### Activity
Only certain lines below are wanted: those starting at the line containing "and CLI flag." and ending at the line containing "let use_color = match", both included, each retyped exactly.

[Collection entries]
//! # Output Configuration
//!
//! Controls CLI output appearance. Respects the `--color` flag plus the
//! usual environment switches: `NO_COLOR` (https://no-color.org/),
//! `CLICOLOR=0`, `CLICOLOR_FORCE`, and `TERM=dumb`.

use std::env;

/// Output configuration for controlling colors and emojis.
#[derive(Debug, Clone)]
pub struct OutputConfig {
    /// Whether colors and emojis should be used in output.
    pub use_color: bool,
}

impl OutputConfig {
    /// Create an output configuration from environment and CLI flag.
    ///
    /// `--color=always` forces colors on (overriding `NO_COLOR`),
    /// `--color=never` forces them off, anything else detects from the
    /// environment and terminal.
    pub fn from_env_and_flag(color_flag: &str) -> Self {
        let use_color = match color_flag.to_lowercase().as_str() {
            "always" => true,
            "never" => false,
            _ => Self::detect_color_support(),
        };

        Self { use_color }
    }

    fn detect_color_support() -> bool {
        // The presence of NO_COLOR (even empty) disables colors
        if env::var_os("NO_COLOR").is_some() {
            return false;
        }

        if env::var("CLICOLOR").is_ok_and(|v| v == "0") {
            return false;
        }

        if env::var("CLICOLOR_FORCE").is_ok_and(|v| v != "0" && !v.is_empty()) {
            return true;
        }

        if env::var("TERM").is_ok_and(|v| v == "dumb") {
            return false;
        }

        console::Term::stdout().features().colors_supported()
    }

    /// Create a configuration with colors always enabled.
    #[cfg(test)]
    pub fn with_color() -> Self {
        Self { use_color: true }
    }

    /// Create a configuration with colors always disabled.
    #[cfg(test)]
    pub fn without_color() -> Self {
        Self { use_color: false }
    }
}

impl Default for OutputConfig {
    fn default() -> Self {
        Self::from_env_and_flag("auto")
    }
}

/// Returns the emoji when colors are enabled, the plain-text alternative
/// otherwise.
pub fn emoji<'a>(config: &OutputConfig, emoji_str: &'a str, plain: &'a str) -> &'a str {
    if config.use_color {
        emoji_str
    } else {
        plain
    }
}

--

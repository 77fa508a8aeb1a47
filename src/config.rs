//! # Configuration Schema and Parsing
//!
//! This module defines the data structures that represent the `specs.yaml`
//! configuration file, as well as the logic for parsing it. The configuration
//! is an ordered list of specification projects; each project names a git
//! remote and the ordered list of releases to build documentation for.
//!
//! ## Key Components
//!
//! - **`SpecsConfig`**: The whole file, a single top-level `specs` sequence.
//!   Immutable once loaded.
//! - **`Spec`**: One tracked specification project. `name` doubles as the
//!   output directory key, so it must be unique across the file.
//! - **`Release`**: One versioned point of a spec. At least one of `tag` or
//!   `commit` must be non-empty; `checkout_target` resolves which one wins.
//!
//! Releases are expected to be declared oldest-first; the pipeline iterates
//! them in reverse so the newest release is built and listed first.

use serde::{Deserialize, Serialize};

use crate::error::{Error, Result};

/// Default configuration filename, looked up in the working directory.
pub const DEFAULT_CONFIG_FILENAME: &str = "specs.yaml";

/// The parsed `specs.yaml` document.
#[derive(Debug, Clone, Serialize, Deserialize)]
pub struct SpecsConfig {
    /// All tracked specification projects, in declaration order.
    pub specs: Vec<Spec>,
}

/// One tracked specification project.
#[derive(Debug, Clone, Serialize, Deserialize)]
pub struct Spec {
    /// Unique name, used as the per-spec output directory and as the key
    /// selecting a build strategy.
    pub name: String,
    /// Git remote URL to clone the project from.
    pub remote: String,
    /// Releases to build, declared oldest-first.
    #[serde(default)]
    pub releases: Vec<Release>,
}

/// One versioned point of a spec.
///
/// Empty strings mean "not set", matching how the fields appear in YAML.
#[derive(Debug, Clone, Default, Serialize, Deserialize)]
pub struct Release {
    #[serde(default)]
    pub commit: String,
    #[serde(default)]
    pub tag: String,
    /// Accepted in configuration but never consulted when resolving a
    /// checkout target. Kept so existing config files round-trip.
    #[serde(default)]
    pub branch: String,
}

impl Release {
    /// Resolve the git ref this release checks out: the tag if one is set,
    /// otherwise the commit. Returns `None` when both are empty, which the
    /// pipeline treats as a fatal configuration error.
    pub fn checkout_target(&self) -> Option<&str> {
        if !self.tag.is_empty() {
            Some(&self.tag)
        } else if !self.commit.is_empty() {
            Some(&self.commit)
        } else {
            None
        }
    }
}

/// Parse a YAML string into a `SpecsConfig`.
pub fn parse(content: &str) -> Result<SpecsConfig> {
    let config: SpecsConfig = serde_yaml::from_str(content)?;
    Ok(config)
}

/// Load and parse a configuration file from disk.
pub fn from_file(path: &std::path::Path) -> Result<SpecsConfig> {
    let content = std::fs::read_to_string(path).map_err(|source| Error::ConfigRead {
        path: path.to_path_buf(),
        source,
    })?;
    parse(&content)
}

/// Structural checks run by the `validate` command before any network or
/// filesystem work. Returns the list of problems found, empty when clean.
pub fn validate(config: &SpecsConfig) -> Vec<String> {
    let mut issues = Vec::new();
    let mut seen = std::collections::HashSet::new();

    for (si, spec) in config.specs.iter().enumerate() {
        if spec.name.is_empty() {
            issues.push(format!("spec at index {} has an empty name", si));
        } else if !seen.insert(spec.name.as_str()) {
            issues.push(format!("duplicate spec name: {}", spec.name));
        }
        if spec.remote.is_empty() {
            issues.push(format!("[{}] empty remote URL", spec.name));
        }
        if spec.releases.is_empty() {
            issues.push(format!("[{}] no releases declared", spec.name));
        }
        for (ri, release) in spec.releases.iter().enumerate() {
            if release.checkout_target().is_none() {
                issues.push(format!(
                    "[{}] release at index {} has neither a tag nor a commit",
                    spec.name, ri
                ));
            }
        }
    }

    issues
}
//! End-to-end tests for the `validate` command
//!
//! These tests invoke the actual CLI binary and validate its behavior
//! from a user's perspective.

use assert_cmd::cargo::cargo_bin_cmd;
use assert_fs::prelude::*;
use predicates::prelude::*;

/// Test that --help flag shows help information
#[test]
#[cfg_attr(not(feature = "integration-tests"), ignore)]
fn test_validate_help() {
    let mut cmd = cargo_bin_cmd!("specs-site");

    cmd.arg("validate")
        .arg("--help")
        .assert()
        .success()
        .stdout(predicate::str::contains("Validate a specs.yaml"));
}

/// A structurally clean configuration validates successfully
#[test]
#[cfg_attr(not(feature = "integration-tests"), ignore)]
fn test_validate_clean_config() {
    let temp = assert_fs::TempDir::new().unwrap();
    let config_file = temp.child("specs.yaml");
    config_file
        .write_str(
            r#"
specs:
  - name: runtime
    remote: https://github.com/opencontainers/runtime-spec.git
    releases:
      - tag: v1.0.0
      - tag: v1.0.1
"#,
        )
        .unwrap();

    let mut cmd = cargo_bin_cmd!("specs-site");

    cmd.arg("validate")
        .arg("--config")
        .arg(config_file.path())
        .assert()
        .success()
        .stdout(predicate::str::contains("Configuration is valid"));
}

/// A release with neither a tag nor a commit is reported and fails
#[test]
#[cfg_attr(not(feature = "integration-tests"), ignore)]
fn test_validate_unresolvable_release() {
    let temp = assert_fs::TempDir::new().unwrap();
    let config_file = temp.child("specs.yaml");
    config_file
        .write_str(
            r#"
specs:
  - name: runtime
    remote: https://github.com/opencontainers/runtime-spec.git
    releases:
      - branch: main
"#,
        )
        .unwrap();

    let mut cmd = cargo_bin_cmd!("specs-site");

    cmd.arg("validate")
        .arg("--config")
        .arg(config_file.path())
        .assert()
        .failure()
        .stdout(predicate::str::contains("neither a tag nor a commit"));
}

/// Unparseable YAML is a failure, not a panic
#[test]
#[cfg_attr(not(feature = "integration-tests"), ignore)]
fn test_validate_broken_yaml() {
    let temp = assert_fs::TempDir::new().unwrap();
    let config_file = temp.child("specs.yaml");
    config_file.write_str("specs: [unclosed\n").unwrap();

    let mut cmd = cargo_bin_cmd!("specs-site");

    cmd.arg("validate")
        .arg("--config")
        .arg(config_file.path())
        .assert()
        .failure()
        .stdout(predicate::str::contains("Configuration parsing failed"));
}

* * *

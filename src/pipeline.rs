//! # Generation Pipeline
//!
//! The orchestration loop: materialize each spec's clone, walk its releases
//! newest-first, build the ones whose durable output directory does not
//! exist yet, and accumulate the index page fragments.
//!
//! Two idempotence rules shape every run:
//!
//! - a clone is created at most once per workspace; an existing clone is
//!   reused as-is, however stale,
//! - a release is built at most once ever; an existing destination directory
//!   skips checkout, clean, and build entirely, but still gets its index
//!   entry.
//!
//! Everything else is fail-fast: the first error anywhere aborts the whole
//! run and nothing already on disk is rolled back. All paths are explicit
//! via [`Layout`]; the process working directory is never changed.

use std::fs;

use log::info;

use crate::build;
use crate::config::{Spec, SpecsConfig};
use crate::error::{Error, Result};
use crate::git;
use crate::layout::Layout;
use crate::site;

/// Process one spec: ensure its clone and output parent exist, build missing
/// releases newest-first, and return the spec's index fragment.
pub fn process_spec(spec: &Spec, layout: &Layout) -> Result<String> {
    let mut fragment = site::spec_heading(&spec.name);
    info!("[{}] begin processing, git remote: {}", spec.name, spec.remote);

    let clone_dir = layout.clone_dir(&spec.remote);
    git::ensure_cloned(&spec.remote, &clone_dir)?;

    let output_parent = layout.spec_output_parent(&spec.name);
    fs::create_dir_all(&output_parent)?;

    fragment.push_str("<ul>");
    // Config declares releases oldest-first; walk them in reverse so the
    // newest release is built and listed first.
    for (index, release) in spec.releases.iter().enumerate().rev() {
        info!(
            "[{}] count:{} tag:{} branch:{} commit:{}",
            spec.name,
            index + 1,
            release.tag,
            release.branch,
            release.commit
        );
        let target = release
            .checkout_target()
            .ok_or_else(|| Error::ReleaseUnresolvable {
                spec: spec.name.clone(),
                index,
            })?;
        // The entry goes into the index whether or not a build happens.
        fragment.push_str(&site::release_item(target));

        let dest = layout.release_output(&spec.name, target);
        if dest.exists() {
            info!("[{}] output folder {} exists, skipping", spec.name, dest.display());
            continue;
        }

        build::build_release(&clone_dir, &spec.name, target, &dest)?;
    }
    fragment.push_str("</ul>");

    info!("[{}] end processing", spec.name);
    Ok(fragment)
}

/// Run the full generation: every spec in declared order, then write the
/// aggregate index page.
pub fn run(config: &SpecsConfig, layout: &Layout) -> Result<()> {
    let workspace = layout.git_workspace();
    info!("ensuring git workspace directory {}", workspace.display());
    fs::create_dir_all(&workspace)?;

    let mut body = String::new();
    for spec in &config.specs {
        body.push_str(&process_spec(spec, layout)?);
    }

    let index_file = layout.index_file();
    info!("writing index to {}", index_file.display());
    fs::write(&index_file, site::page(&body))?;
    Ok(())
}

### Answer space
    /// Create an output configuration from environment and CLI flag.
    ///
    /// `--color=always` forces colors on (overriding `NO_COLOR`),
    /// `--color=never` forces them off, anything else detects from the
    /// environment and terminal.
    pub fn from_env_and_flag(color_flag: &str) -> Self {
        let use_color = match color_flag.to_lowercase().as_str() {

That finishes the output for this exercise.